JustFiveMinutesHAHAHA Fri 12-Aug-11 19:00:32

Is she able to use the cutlery?

Is she able to do other things that use fine motor skills?

If she isn't then you need to work on it with playdoh etc (as amand said), but if she is able to and choosing not to then take the food away from her, tell her that until she eats it with her cutlery she will go without.

2ddornot2dd Sun 14-Aug-11 21:20:01

Thank you all - I have tried taking toys off her for other things, but this is not a threat she cares about - I can't take her sister's toys off her as well!

She has occassionally gone hungry after misbehaviour - throwing food at DH springs to mind, but not for just not using cutlery.

She does look awkward when she holds a knife in particular, but I have put it down to lack of practice and never thought to practice with non food items. Will definately be trying with playdough and 'real' food for the dollies.

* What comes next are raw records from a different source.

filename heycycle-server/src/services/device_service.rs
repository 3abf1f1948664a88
use std::sync::Arc;

use heycycle_api::models::PortStates;

use crate::errors::TransportError;
use crate::models::Token;
use crate::services::CloudClient;

/// Pushes port-state vectors to the power strip. One attempt, no retry.
#[derive(Clone)]
pub struct DeviceService {
    client: Arc<CloudClient>,
}

impl DeviceService {
    pub fn new(client: Arc<CloudClient>) -> Self {
        Self { client }
    }

    /// Returns true only when the vendor answered 200.
    pub async fn apply(&self, token: &Token, device_id: &str, states: PortStates) -> bool {
        match self.client.control(token, device_id, states).await {
            Ok(()) => {
                tracing::info!("device {} updated successfully: {}", device_id, states);
                true
            }
            Err(TransportError::Status { status, body }) => {
                tracing::warn!(
                    "failed to update device {}. Status: {}, Response: {}",
                    device_id,
                    status,
                    body
                );
                false
            }
            Err(e) => {
                tracing::error!("error during control request for {}: {}", device_id, e);
                false
            }
        }
    }
}
use std::path::PathBuf;
use std::sync::Arc;
use std::time::Duration;

use async_trait::async_trait;
use heycycle_api::restful::Status;
use tokio::sync::{Mutex, watch};
use tokio::task::JoinHandle;

use crate::errors::{AuthError, CatalogError, CycleError};
use crate::models::Step;
use crate::services::{
    CycleSequencer, DeviceService, RunReport, StatusService, StepExecutor, StopSignal,
    TokenService, load_steps,
};

/// Drives one step on the configured power strip and records it.
#[derive(Clone)]
pub struct ControlExecutor {
    token_service: Arc<TokenService>,
    device_service: DeviceService,
    status_service: StatusService,
    device_id: String,
}

impl ControlExecutor {
    pub fn new(
        token_service: Arc<TokenService>,
        device_service: DeviceService,
        status_service: StatusService,
        device_id: impl Into<String>,
    ) -> Self {
        Self {
            token_service,
            device_service,
            status_service,
            device_id: device_id.into(),
        }
    }
}

#[async_trait]
impl StepExecutor for ControlExecutor {
    async fn execute(&self, step: &Step, cycle_id: u32) -> Result<(), AuthError> {
        let token = self.token_service.get_valid_token().await?;

        let applied = self
            .device_service
            .apply(&token, &self.device_id, step.states)
            .await;

        // a rejected command is not recorded, the cycle keeps its pace
        if applied {
            self.status_service
                .record(
                    &self.device_id,
                    step.states,
                    &step.description,
                    Some(i64::from(cycle_id)),
                )
                .await;
        }

        Ok(())
    }
}

struct ActiveRun {
    stop: StopSignal,
    handle: JoinHandle<Result<RunReport, AuthError>>,
    finished: watch::Receiver<bool>,
}

impl ActiveRun {
    /// Live until the worker reports back, including while a stop is pending.
    fn is_live(&self) -> bool {
        !*self.finished.borrow() && !self.handle.is_finished()
    }
}

/// Owns at most one background cycle run.
pub struct CycleRunner<E> {
    sequencer: Arc<CycleSequencer<E>>,
    steps_path: PathBuf,
    total_runtime: Duration,
    active: Mutex<Option<ActiveRun>>,
}

impl<E: StepExecutor + 'static> CycleRunner<E> {
    pub fn new(sequencer: CycleSequencer<E>, steps_path: impl Into<PathBuf>, total_runtime: Duration) -> Self {
        Self {
            sequencer: Arc::new(sequencer),
            steps_path: steps_path.into(),
            total_runtime,
            active: Mutex::new(None),
        }
    }

    /// Loads the step file and starts a run in the background.
    pub async fn start(&self) -> Result<(), CycleError> {
        let mut active = self.active.lock().await;

        if active.as_ref().is_some_and(ActiveRun::is_live) {
            return Err(CycleError::AlreadyRunning);
        }

        let steps = load_steps(&self.steps_path)?;
        if steps.is_empty() {
            return Err(CatalogError::Empty(self.steps_path.clone()).into());
        }

        let stop = StopSignal::new();
        let (finished_tx, finished) = watch::channel(false);
        let handle = tokio::spawn(Self::run(
            self.sequencer.clone(),
            steps,
            self.total_runtime,
            stop.clone(),
            finished_tx,
        ));

        *active = Some(ActiveRun {
            stop,
            handle,
            finished,
        });

        tracing::info!("cycle control started");

        Ok(())
    }

    /// Raises the stop signal and waits for the run to observe it.
    ///
    /// The lock is released before waiting, so `status` and `start` keep
    /// answering while the current hold runs out.
    pub async fn stop(&self) -> Result<(), CycleError> {
        let mut finished = {
            let active = self.active.lock().await;

            match active.as_ref() {
                Some(run) if run.is_live() => {
                    run.stop.stop();
                    run.finished.clone()
                }
                _ => return Err(CycleError::NotRunning),
            }
        };

        tracing::info!("stop requested, waiting for the current step to finish");

        finished
            .wait_for(|done| *done)
            .await
            .map_err(|_| CycleError::Worker(String::from("worker exited without reporting")))?;

        tracing::info!("cycle control stopped");

        Ok(())
    }

    pub async fn status(&self) -> Status {
        match self.active.lock().await.as_ref() {
            Some(run) if run.is_live() => Status::Running,
            _ => Status::Idle,
        }
    }

    async fn run(
        sequencer: Arc<CycleSequencer<E>>,
        steps: Vec<Step>,
        total_runtime: Duration,
        stop: StopSignal,
        finished: watch::Sender<bool>,
    ) -> Result<RunReport, AuthError> {
        let result = sequencer.run(&steps, total_runtime, &stop).await;
        finished.send_replace(true);

        match &result {
            Ok(report) => tracing::info!(
                "cycle control finished: {:?} after {} steps",
                report.outcome,
                report.steps_executed
            ),
            Err(e) => tracing::error!("cycle control aborted: {}", e),
        }

        result
    }
}
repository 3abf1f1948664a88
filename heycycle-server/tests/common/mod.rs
pub mod mock_app;
use std::time::Duration;

use heycycle_api::models::PortStates;
use serde::{Deserialize, Serialize};

/// One named port-state change held for `duration` seconds.
#[derive(Debug, Clone, PartialEq, Eq, Serialize, Deserialize)]
pub struct Step {
    pub description: String,
    pub states: PortStates,
    /// Seconds
    pub duration: u64,
}

impl Step {
    pub fn new(description: impl Into<String>, states: PortStates, duration: u64) -> Self {
        Self {
            description: description.into(),
            states,
            duration,
        }
    }

    pub fn hold(&self) -> Duration {
        Duration::from_secs(self.duration)
    }
}

/// Steps of the catalog matching one pattern group, in catalog order.
#[derive(Debug, Clone, PartialEq, Eq)]
pub struct CycleGroup<'a> {
    pub pattern_index: usize,
    pub steps: Vec<&'a Step>,
}
mod catalog_service;
mod cipher_service;
mod cloud_client;
mod control_service;
mod device_service;
mod sequencer_service;
mod status_service;
mod token_service;
mod token_store;

pub use catalog_service::*;
pub use cipher_service::*;
pub use cloud_client::*;
pub use control_service::*;
pub use device_service::*;
pub use sequencer_service::*;
pub use status_service::*;
pub use token_service::*;
pub use token_store::*;
use heycycle_api::models::PortStates;

use crate::models::{PowerStatus, local_now};
use crate::repositories::PowerStatusRepository;

/// Appends executed steps to `power_status`. Never fails the caller.
#[derive(Clone)]
pub struct StatusService {
    repository: PowerStatusRepository,
}

impl StatusService {
    pub fn new(repository: PowerStatusRepository) -> Self {
        Self { repository }
    }

    pub async fn record(
        &self,
        device_id: &str,
        states: PortStates,
        description: &str,
        cycle_id: Option<i64>,
    ) -> Option<i64> {
        let item = PowerStatus::new(device_id, &states, description, cycle_id, local_now());

        match self.repository.create(&item).await {
            Ok(id) => {
                tracing::info!(
                    "state saved to database: {}, description: {}, cycle: {:?}",
                    states,
                    description,
                    cycle_id
                );
                Some(id)
            }
            Err(e) => {
                tracing::error!("error saving to database: {}", e);
                None
            }
        }
    }
}
use std::env;
use std::path::{Path, PathBuf};
use std::time::Duration;

use config::{Config, Environment, File};
use serde::{Deserialize, Serialize};

use crate::errors::ConfigError;
use crate::services::CredentialCipher;

#[derive(Debug, Clone, Serialize, Deserialize)]
pub struct Logger {
    pub level: String,
    /// Also append logs to this file when set
    #[serde(default)]
    pub file: Option<PathBuf>,
}

#[derive(Debug, Clone, Serialize, Deserialize)]
pub struct Server {
    pub host: String,
    pub port: u16,
}

/// Vendor cloud account and target device.
#[derive(Clone, Serialize, Deserialize)]
pub struct Cloud {
    pub base_url: String,
    pub device_id: String,
    pub app_key: String,
    pub client_id: String,
    pub client_secret: String,
    pub username: String,
    pub password: String,
    #[serde(default = "Cloud::default_timeout")]
    pub timeout_secs: u64,
}

impl Cloud {
    fn default_timeout() -> u64 {
        30
    }

    pub fn timeout(&self) -> Duration {
        Duration::from_secs(self.timeout_secs)
    }
}

impl std::fmt::Debug for Cloud {
    fn fmt(&self, f: &mut std::fmt::Formatter<'_>) -> std::fmt::Result {
        f.debug_struct("Cloud")
            .field("base_url", &self.base_url)
            .field("device_id", &self.device_id)
            .field("client_id", &self.client_id)
            .field("username", &self.username)
            .field("timeout_secs", &self.timeout_secs)
            .finish_non_exhaustive()
    }
}

#[derive(Debug, Clone, Serialize, Deserialize)]
pub struct Database {
    pub url: String,
    #[serde(default)]
    pub clean_start: bool,
}

#[derive(Debug, Clone, Serialize, Deserialize)]
pub struct TokenCache {
    pub path: PathBuf,
}

#[derive(Debug, Clone, Serialize, Deserialize)]
pub struct Cycle {
    pub steps_path: PathBuf,
    /// Seconds
    pub total_runtime: u64,
    pub patterns: Vec<Vec<String>>,
}

impl Cycle {
    pub fn total_runtime(&self) -> Duration {
        Duration::from_secs(self.total_runtime)
    }
}

#[derive(Debug, Clone, Serialize, Deserialize)]
pub struct Settings {
    pub logger: Logger,
    pub server: Server,
    pub cloud: Cloud,
    pub database: Database,
    pub token: TokenCache,
    pub cycle: Cycle,
}

impl Settings {
    pub fn new() -> Result<Self, ConfigError> {
        Self::from_dir("configs")
    }

    /// Layers `<dir>/default`, `<dir>/<RUN_MODE>` and `HEYCYCLE__SECTION__KEY` variables.
    pub fn from_dir(dir: impl AsRef<Path>) -> Result<Self, ConfigError> {
        let dir = dir.as_ref();
        let run_mode = env::var("RUN_MODE").unwrap_or("development".into());

        let settings: Settings = Config::builder()
            .add_source(File::from(dir.join("default")))
            .add_source(File::from(dir.join(&run_mode)).required(false))
            .add_source(Environment::with_prefix("HEYCYCLE").separator("__"))
            .build()?
            .try_deserialize()?;

        Ok(settings)
    }

    /// Rejects settings the control loop cannot start without.
    pub fn validate(&self) -> Result<(), ConfigError> {
        let required = [
            ("cloud.base_url", &self.cloud.base_url),
            ("cloud.device_id", &self.cloud.device_id),
            ("cloud.app_key", &self.cloud.app_key),
            ("cloud.client_id", &self.cloud.client_id),
            ("cloud.client_secret", &self.cloud.client_secret),
            ("cloud.username", &self.cloud.username),
            ("cloud.password", &self.cloud.password),
            ("database.url", &self.database.url),
        ];

        if let Some((field, _)) = required.iter().find(|(_, value)| value.trim().is_empty()) {
            return Err(ConfigError::Missing(*field));
        }

        // key and IV are cut from the first 32 characters, which must be 32 bytes
        CredentialCipher::new(&self.cloud.app_key).map_err(|e| ConfigError::Invalid {
            field: "cloud.app_key",
            reason: e.to_string(),
        })?;

        if self.cycle.patterns.iter().all(|pattern| pattern.is_empty()) {
            return Err(ConfigError::Invalid {
                field: "cycle.patterns",
                reason: String::from("at least one non-empty pattern group is required"),
            });
        }

        Ok(())
    }
}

ChippingIn Sun 14-Aug-11 23:26:15

Lot's of children her age aren't yet good with the knife smile They tend to hold it like you are going to stab someone not like we would - it takes practice but at 3.5 generally old enough to be using a fork or spoon properly.

As I said before - I think you need to determine if she is unable or unwilling and act accordingly.

phlossie Mon 15-Aug-11 17:35:35

My 5 yo can't be bothered with cutlery and he writes beautifully, so it's nothing to do with his motor skills. It's boring to have to keep on at them, but better than them looking like animals when you eat out! You just have to keep slogging at it, and do the best you can!